In treating patients where several medications have failed, some doctors use a structure based algorithm. E.g. use a benzo-based antipsychotic (Zyprexa, Seroquel, Loxitane) vs others such as Abilify (which acts as an D2 partial agonist) vs others such as phenothiazines (e.g. Prolixin)
I've never seen this actually studied to see if such a treatment philosophy has any empiric data to back it up, but anecdotally I have seen it work in some patients. E.g. Prolixin worked and Trilafon worked but nothing else did (both are phenothiazines). Zyprexa worked but didn't completely stabilize the patient. The patient did better with each increased dosage of Zyprexa suggesting that perhaps the Zyprexa would've done more at higher dosages so the patient's 2nd atypical added on is similar in structure (Loxitane). The addition of Loxitane stabilized the patient.
Under this philosophy, Navane could be considered since it is not part of a structured family that is typically given out these days and given if the above structure classes have failed.

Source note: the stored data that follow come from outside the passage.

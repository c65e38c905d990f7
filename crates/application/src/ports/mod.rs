mod cache_store;
mod dns_record_source;
mod geo_locator;
mod reverse_resolver;
mod search_provider;
mod whois_lookup;

pub use cache_store::CacheStore;
pub use dns_record_source::{DnsAnswer, DnsRecordSource};
pub use geo_locator::{GeoAsnRecord, GeoLocator};
pub use reverse_resolver::ReverseResolver;
pub use search_provider::SearchProvider;
pub use whois_lookup::WhoisLookup;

Which leads me to mentioning that IMHO, before Clozaril is tried, instead of starting it only after two antipsychotics have failed, to try at least several different structure classes. While Clozaril is effective, it is sometimes very difficult to implement in real world practice because of the frequent lab monitoring. I've seen several patients, for example, that are stabilized on a phenothiazine, and only on a phenothiazine, but several of the newer psychiatrists will not touch this medication because during their residency they were only trained to use atypicals and a small handful of typicals such as Haldol or Thorazine.